--- Work required ---
Every record is to be transcribed exactly as written.

───── Data extracts

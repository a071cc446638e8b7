//! CLI tools for jobline
//!
//! - `compile`: Generate the job document for a specification
//! - `validate`: Check a specification without generating anything
//! - `phases`: Print the runtime phase list of a specification
//! - `toolchains`: List the configured toolchains
//! - `completions`: Generate shell completions

pub mod compile;
pub mod completions;

use anyhow::Result;
use clap::{CommandFactory, Parser, Subcommand, ValueEnum};
use jobline::compiler::Compiler;
use jobline::infrastructure::{Config, init_logging};
use std::path::PathBuf;
use tracing::debug;

/// CLI arguments for jobline
#[derive(Parser, Debug)]
#[command(name = "jobline")]
#[command(author, version, about, long_about = None)]
struct Args {
    /// Configuration file (YAML or JSON)
    #[arg(short, long, global = true)]
    config: Option<PathBuf>,

    /// Credential id used for the checkout step, overrides the config file
    #[arg(long, global = true)]
    credential_id: Option<String>,

    /// Log level, overrides the config file
    #[arg(long, global = true)]
    log_level: Option<String>,

    #[command(subcommand)]
    command: Command,
}

#[derive(Subcommand, Debug)]
enum Command {
    /// Compile a specification into a job document
    Compile {
        /// Specification file (JSON, or YAML by extension)
        spec: PathBuf,
        /// Output file (stdout if not specified)
        #[arg(short, long)]
        output: Option<PathBuf>,
        /// Write the runtime phase list to this file
        #[arg(long)]
        phases_output: Option<PathBuf>,
    },

    /// Validate a specification
    Validate {
        /// Specification file
        spec: PathBuf,
    },

    /// Print the phase list a specification runs by default
    Phases {
        /// Specification file
        spec: PathBuf,
    },

    /// List the configured toolchains
    Toolchains,

    /// Generate shell completions
    Completions {
        /// Shell type
        #[arg(value_enum)]
        shell: ShellArg,
        /// Output file (stdout if not specified)
        #[arg(short, long)]
        output: Option<PathBuf>,
    },
}

#[derive(Copy, Clone, Debug, PartialEq, Eq, ValueEnum)]
enum ShellArg {
    Bash,
    Zsh,
    Fish,
    PowerShell,
}

/// Build the CLI command for completion generation
pub fn build_cli() -> clap::Command {
    Args::command()
}

/// Parse and execute CLI arguments
pub fn run() -> Result<()> {
    execute(Args::parse())
}

fn execute(args: Args) -> Result<()> {
    let mut config = match &args.config {
        Some(path) => Config::load(path)?,
        None => Config::default(),
    };
    if let Some(credential_id) = args.credential_id {
        config.credential_id = credential_id;
    }
    if let Some(level) = args.log_level {
        config.log_level = level;
    }

    init_logging(&config.log_level);
    debug!(toolchains = config.toolchains.len(), "configuration loaded");

    let compiler = Compiler::new(config.toolchain_table(), config.credential_id.clone());

    match args.command {
        Command::Compile {
            spec,
            output,
            phases_output,
        } => {
            let compiled = compile::compile_pipeline(&spec, &compiler)?;
            compile::write_output(compiled.document.as_str(), output.as_deref())?;
            if let Some(path) = phases_output {
                compile::write_output(&compiled.perform_phases, Some(&path))?;
            }
        }
        Command::Validate { spec } => {
            println!("{}", compile::validate_pipeline(&spec, &compiler)?);
        }
        Command::Phases { spec } => {
            println!("{}", compile::pipeline_phases(&spec)?);
        }
        Command::Toolchains => {
            println!("{}", compile::format_toolchains(compiler.toolchains()));
        }
        Command::Completions { shell, output } => {
            use clap_complete::Shell;

            let shell_enum = match shell {
                ShellArg::Bash => Shell::Bash,
                ShellArg::Zsh => Shell::Zsh,
                ShellArg::Fish => Shell::Fish,
                ShellArg::PowerShell => Shell::PowerShell,
            };

            let completions = completions::generate_completions(shell_enum)?;

            if let Some(output_path) = output {
                completions::save_completions(&completions, &output_path)?;
            } else {
                println!("{completions}");
            }
        }
    }

    Ok(())
}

──────────

--- Solution to this problem ---
repository a071cc446638e8b7
//! CLI tools for jobline
//!
//! - `compile`: Generate the job document for a specification
//! - `validate`: Check a specification without generating anything
//! - `phases`: Print the runtime phase list of a specification
//! - `toolchains`: List the configured toolchains
//! - `completions`: Generate shell completions

pub mod compile;
pub mod completions;

use anyhow::Result;
use clap::{CommandFactory, Parser, Subcommand, ValueEnum};
use jobline::compiler::Compiler;
use jobline::infrastructure::{Config, init_logging};
use std::path::PathBuf;
use tracing::debug;

/// CLI arguments for jobline
#[derive(Parser, Debug)]
#[command(name = "jobline")]
#[command(author, version, about, long_about = None)]
struct Args {
    /// Configuration file (YAML or JSON)
    #[arg(short, long, global = true)]
    config: Option<PathBuf>,

    /// Credential id used for the checkout step, overrides the config file
    #[arg(long, global = true)]
    credential_id: Option<String>,

    /// Log level, overrides the config file
    #[arg(long, global = true)]
    log_level: Option<String>,

    #[command(subcommand)]
    command: Command,
}

#[derive(Subcommand, Debug)]
enum Command {
    /// Compile a specification into a job document
    Compile {
        /// Specification file (JSON, or YAML by extension)
        spec: PathBuf,
        /// Output file (stdout if not specified)
        #[arg(short, long)]
        output: Option<PathBuf>,
        /// Write the runtime phase list to this file
        #[arg(long)]
        phases_output: Option<PathBuf>,
    },

    /// Validate a specification
    Validate {
        /// Specification file
        spec: PathBuf,
    },

    /// Print the phase list a specification runs by default
    Phases {
        /// Specification file
        spec: PathBuf,
    },

    /// List the configured toolchains
    Toolchains,

    /// Generate shell completions
    Completions {
        /// Shell type
        #[arg(value_enum)]
        shell: ShellArg,
        /// Output file (stdout if not specified)
        #[arg(short, long)]
        output: Option<PathBuf>,
    },
}

#[derive(Copy, Clone, Debug, PartialEq, Eq, ValueEnum)]
enum ShellArg {
    Bash,
    Zsh,
    Fish,
    PowerShell,
}

/// Build the CLI command for completion generation
pub fn build_cli() -> clap::Command {
    Args::command()
}

/// Parse and execute CLI arguments
pub fn run() -> Result<()> {
    execute(Args::parse())
}

fn execute(args: Args) -> Result<()> {
    let mut config = match &args.config {
        Some(path) => Config::load(path)?,
        None => Config::default(),
    };
    if let Some(credential_id) = args.credential_id {
        config.credential_id = credential_id;
    }
    if let Some(level) = args.log_level {
        config.log_level = level;
    }

    init_logging(&config.log_level);
    debug!(toolchains = config.toolchains.len(), "configuration loaded");

    let compiler = Compiler::new(config.toolchain_table(), config.credential_id.clone());

    match args.command {
        Command::Compile {
            spec,
            output,
            phases_output,
        } => {
            let compiled = compile::compile_pipeline(&spec, &compiler)?;
            compile::write_output(compiled.document.as_str(), output.as_deref())?;
            if let Some(path) = phases_output {
                compile::write_output(&compiled.perform_phases, Some(&path))?;
            }
        }
        Command::Validate { spec } => {
            println!("{}", compile::validate_pipeline(&spec, &compiler)?);
        }
        Command::Phases { spec } => {
            println!("{}", compile::pipeline_phases(&spec)?);
        }
        Command::Toolchains => {
            println!("{}", compile::format_toolchains(compiler.toolchains()));
        }
        Command::Completions { shell, output } => {
            use clap_complete::Shell;

            let shell_enum = match shell {
                ShellArg::Bash => Shell::Bash,
                ShellArg::Zsh => Shell::Zsh,
                ShellArg::Fish => Shell::Fish,
                ShellArg::PowerShell => Shell::PowerShell,
            };

            let completions = completions::generate_completions(shell_enum)?;

            if let Some(output_path) = output {
                completions::save_completions(&completions, &output_path)?;
            } else {
                println!("{completions}");
            }
        }
    }

    Ok(())
}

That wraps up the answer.